From: Eliezer S. Yudkowsky (sentience@pobox.com)
Date: Sat Jan 26 2002 - 11:03:14 MST
"Christian L." wrote:
>
> Regarding the recent discussion about ethics and if/how the Singularity meme
> should be spread, I have two quick and direct questions for Eliezer (or
> anyone else whom it might concern):
>
> 1) Do you think that you have the ability to get a majority of the
> population of the world (or even 30-40%) to have positive feelings towards
> the Singularity, before the event?
If I decided I was going to do nothing else with my life, and I had enough
time before the Singularity, then maybe. That is, I can see how I would
go about doing it, but there would be the usual caveats about anything in
life being difficult to accomplish.
> 2) If there is widespread condemnation and, say 98-99% of the people on the
> Earth did not want the Singularity to happen, how will this change your
> work? Would you consider abandoning the project altogether?
*That* is an interesting ethical question. I would have to answer that,
in the end, the *only* acceptable excuse for obeying public opinion in a
case like that is if you genuinely think that the large majority opinion
is correct. Obviously there should be a significant bias in favor of the
will of the majority, but I don't think it overrides everything else. If
the verdict of the Earthweb (a la Marc Stiegler) said "Eliezer, we want
you to break off on this temporarily while we try something else," I'd
probably obey, but that's because the Earthweb (by Marc Stiegler's
hypothesis) has a demonstrated ability to produce correct verdicts.

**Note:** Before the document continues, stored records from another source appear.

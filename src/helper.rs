//! Convenience constructors and diagnostic export.

use crate::config::MachineConfig;
use crate::core::State;
use crate::effects::{MachineError, StateMachine};
use crate::graph::{BuildError, StateConfig, StateGraph, Transition};
use std::fmt::Write;

/// Prefix of the events synthesized by [`StateMachineHelper::simple_graph`].
pub const SIMPLE_EVENT_PREFIX: &str = "to_";

/// Factory and export functions that sit on top of the engine.
pub struct StateMachineHelper;

impl StateMachineHelper {
    /// Event that moves a simple machine into `state`.
    pub fn simple_event<S: State>(state: &S) -> String {
        format!("{SIMPLE_EVENT_PREFIX}{}", state.name())
    }

    /// Fully connected graph over `states`.
    ///
    /// Every state declares `to_<name>` for every other state. There are no
    /// guards and no hooks.
    pub fn simple_graph<S: State>(
        states: impl IntoIterator<Item = S>,
        initial: S,
    ) -> Result<StateGraph<S>, BuildError> {
        let states: Vec<S> = states.into_iter().collect();

        let configs = states.iter().map(|from| {
            states
                .iter()
                .filter(|to| *to != from)
                .fold(StateConfig::new(from.clone()), |config, to| {
                    config.on(Self::simple_event(to), Transition::to(to.clone()))
                })
        });

        StateGraph::builder().initial(initial).states(configs).build()
    }

    /// Machine over the fully connected graph of `states`.
    ///
    /// # Example
    ///
    /// ```
    /// use flowstate::helper::StateMachineHelper;
    /// use flowstate::state_enum;
    ///
    /// state_enum! {
    ///     enum Panel {
    ///         Upload,
    ///         Chat,
    ///         Search,
    ///     }
    /// }
    ///
    /// # futures::executor::block_on(async {
    /// let machine = StateMachineHelper::create_simple([Panel::Upload, Panel::Chat, Panel::Search], Panel::Upload)
    ///     .unwrap();
    /// assert_eq!(machine.available_transitions(), vec!["to_Chat", "to_Search"]);
    /// assert!(machine.transition("to_Search").await.unwrap());
    /// # });
    /// ```
    pub fn create_simple<S: State>(
        states: impl IntoIterator<Item = S>,
        initial: S,
    ) -> Result<StateMachine<S>, MachineError> {
        Self::create_simple_with_config(states, initial, MachineConfig::default())
    }

    pub fn create_simple_with_config<S: State>(
        states: impl IntoIterator<Item = S>,
        initial: S,
        config: MachineConfig,
    ) -> Result<StateMachine<S>, MachineError> {
        let graph = Self::simple_graph(states, initial)?;
        StateMachine::with_config(graph, config)
    }

    /// Mermaid `stateDiagram-v2` text for the machine's static graph.
    ///
    /// Live state and history are not included.
    pub fn visualize<S: State>(machine: &StateMachine<S>) -> String {
        Self::visualize_graph(machine.graph())
    }

    pub fn visualize_graph<S: State>(graph: &StateGraph<S>) -> String {
        let mut diagram = String::from("stateDiagram-v2\n");
        let _ = writeln!(diagram, "    [*] --> {}", graph.initial().name());

        for config in graph.configs() {
            for (event, transition) in config.transitions() {
                let _ = writeln!(
                    diagram,
                    "    {} --> {} : {}",
                    config.name(),
                    transition.to.name(),
                    event
                );
            }
        }

        for state in graph.states().filter(|state| state.is_final()) {
            let _ = writeln!(diagram, "    {} --> [*]", state.name());
        }

        diagram
    }
}

#[cfg(test)]
mod tests {
    use super::*;
    use serde::{Deserialize, Serialize};

    #[derive(Clone, PartialEq, Eq, Hash, Debug, Serialize, Deserialize)]
    enum TestState {
        Idle,
        Loading,
        Success,
    }

    impl State for TestState {
        fn name(&self) -> &str {
            match self {
                Self::Idle => "idle",
                Self::Loading => "loading",
                Self::Success => "success",
            }
        }

        fn is_final(&self) -> bool {
            matches!(self, Self::Success)
        }
    }

    fn all_states() -> [TestState; 3] {
        [TestState::Idle, TestState::Loading, TestState::Success]
    }

    #[test]
    fn simple_graph_is_fully_connected() {
        let graph = StateMachineHelper::simple_graph(all_states(), TestState::Idle).unwrap();

        for from in all_states() {
            let events = graph.events(&from);
            assert_eq!(events.len(), 2);
            for to in all_states().into_iter().filter(|to| *to != from) {
                let event = StateMachineHelper::simple_event(&to);
                let transition = graph.transition(&from, &event).unwrap();
                assert_eq!(transition.to, to);
                assert!(transition.guard.is_none());
            }
            assert!(graph
                .transition(&from, &StateMachineHelper::simple_event(&from))
                .is_none());
        }
    }

    #[test]
    fn simple_graph_rejects_undeclared_initial() {
        let err = StateMachineHelper::simple_graph([TestState::Idle], TestState::Loading)
            .unwrap_err();
        assert_eq!(err.violations().len(), 1);
    }

    #[tokio::test]
    async fn simple_machine_moves_anywhere() {
        let machine = StateMachineHelper::create_simple(all_states(), TestState::Idle).unwrap();

        assert!(machine.transition("to_success").await.unwrap());
        assert!(machine.transition("to_idle").await.unwrap());
        assert!(!machine.transition("to_idle").await.unwrap());
        assert_eq!(machine.history().len(), 2);
    }

    #[test]
    fn visualize_emits_state_diagram() {
        let machine = StateMachineHelper::create_simple_with_config(
            [TestState::Idle, TestState::Success],
            TestState::Idle,
            MachineConfig::default(),
        )
        .unwrap();

        let diagram = StateMachineHelper::visualize(&machine);
        assert_eq!(
            diagram,
            "stateDiagram-v2\n\
             \x20   [*] --> idle\n\
             \x20   idle --> success : to_success\n\
             \x20   success --> idle : to_idle\n\
             \x20   success --> [*]\n"
        );
    }
}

For a vote of Congress it would be equally straightforward: I'd move to
Japan and keep working. Congress has demonstrated too little competence
at producing complex strategies for complex issues. It doesn't matter
whether Congress is acting based on the goals of a democratic majority, or
is the emergent output of representatives trying to pander to their
concept of the lowest common denominator, because Congress as an electoral
body is not smart enough to produce strategies that can achieve complex
goals. The responsibility of an individual to give some credence to votes
of an electoral body is not totally one-way; the electoral body has a
responsibility to show some intelligence in return.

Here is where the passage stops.